= Beginning of Section =
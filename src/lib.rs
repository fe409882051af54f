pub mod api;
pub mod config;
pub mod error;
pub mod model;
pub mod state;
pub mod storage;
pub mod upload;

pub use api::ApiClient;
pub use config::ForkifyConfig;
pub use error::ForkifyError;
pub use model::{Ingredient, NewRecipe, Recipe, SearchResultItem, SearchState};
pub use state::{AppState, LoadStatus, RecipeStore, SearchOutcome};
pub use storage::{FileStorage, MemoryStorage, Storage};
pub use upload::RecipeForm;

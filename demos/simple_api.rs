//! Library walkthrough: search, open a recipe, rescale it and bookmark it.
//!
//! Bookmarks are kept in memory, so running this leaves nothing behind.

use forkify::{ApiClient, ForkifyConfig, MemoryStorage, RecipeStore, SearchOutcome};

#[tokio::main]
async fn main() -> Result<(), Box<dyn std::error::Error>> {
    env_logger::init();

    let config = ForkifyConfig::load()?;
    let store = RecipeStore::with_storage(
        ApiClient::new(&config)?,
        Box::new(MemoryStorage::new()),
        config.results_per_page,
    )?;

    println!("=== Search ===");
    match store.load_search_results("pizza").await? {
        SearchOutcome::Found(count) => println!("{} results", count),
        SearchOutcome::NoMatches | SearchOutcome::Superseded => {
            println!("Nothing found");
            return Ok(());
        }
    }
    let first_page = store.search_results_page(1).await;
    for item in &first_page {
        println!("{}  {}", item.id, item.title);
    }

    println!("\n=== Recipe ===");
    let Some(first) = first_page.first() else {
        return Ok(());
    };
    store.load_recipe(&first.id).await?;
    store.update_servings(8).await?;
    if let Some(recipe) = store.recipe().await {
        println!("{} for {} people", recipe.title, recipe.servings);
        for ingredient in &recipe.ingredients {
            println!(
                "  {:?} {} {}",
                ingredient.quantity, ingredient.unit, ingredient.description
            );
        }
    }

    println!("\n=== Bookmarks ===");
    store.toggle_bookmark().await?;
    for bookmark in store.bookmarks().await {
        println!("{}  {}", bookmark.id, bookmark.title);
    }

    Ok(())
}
= End of Section =
= Beginning of Section =
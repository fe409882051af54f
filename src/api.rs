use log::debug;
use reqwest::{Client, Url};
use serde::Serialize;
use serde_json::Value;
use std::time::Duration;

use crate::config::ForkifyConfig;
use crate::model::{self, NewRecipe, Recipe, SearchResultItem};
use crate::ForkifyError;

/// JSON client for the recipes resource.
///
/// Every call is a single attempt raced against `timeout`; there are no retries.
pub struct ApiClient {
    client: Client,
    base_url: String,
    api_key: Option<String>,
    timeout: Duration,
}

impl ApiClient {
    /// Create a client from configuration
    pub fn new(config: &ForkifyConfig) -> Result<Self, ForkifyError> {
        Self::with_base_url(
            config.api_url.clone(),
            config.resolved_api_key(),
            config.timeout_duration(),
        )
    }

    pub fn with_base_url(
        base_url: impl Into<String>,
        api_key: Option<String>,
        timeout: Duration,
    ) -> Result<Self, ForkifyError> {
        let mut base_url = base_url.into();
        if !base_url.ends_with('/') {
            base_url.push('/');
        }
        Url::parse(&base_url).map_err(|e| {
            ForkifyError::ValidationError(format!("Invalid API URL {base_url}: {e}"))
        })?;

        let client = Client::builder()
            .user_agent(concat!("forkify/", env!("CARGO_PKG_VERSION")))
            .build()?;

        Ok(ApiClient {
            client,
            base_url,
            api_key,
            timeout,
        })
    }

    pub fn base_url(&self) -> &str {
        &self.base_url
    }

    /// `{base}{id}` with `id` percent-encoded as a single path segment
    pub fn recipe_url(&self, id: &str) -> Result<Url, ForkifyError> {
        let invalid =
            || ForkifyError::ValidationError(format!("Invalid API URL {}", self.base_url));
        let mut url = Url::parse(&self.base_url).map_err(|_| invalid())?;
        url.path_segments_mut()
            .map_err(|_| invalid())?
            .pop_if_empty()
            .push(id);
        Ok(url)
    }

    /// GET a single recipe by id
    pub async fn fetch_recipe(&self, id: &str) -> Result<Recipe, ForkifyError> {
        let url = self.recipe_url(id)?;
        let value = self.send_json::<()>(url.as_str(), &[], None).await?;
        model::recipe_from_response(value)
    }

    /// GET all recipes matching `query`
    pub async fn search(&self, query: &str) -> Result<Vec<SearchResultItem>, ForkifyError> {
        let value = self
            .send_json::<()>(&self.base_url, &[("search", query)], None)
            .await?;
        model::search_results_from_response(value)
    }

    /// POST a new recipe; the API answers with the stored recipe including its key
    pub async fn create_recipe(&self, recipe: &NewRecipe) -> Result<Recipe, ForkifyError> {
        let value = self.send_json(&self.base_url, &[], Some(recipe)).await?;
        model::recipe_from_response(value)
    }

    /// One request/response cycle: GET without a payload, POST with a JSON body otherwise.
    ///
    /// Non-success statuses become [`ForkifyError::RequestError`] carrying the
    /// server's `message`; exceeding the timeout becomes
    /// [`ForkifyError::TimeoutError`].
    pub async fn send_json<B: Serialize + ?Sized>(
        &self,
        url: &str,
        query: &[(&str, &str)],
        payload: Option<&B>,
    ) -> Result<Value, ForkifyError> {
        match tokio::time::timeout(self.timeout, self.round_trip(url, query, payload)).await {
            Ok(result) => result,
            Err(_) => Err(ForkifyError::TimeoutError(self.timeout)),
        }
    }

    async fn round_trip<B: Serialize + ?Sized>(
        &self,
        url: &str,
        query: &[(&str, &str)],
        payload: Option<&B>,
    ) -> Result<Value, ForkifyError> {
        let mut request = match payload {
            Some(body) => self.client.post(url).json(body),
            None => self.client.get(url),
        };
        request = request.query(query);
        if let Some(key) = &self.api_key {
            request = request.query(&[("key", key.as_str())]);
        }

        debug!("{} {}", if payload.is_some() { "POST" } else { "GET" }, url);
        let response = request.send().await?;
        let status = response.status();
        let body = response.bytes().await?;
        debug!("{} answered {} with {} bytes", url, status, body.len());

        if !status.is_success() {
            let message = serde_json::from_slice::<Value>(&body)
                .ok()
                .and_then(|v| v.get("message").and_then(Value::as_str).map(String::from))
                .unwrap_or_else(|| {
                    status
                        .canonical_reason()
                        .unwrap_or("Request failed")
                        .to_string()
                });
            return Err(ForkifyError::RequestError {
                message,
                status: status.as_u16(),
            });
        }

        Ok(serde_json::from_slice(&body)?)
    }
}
= End of Section =
Reproduce exactly, and with no other material, the lines between those holding "filename src/lib.rs" and "#[tokio::main]", inclusive.

▶ [Answer section]:
filename src/lib.rs
repository fe409882051af54f
pub mod api;
pub mod config;
pub mod error;
pub mod model;
pub mod state;
pub mod storage;
pub mod upload;

pub use api::ApiClient;
pub use config::ForkifyConfig;
pub use error::ForkifyError;
pub use model::{Ingredient, NewRecipe, Recipe, SearchResultItem, SearchState};
pub use state::{AppState, LoadStatus, RecipeStore, SearchOutcome};
pub use storage::{FileStorage, MemoryStorage, Storage};
pub use upload::RecipeForm;

filename demos/simple_api.rs
//! Library walkthrough: search, open a recipe, rescale it and bookmark it.
//!
//! Bookmarks are kept in memory, so running this leaves nothing behind.

use forkify::{ApiClient, ForkifyConfig, MemoryStorage, RecipeStore, SearchOutcome};

#[tokio::main]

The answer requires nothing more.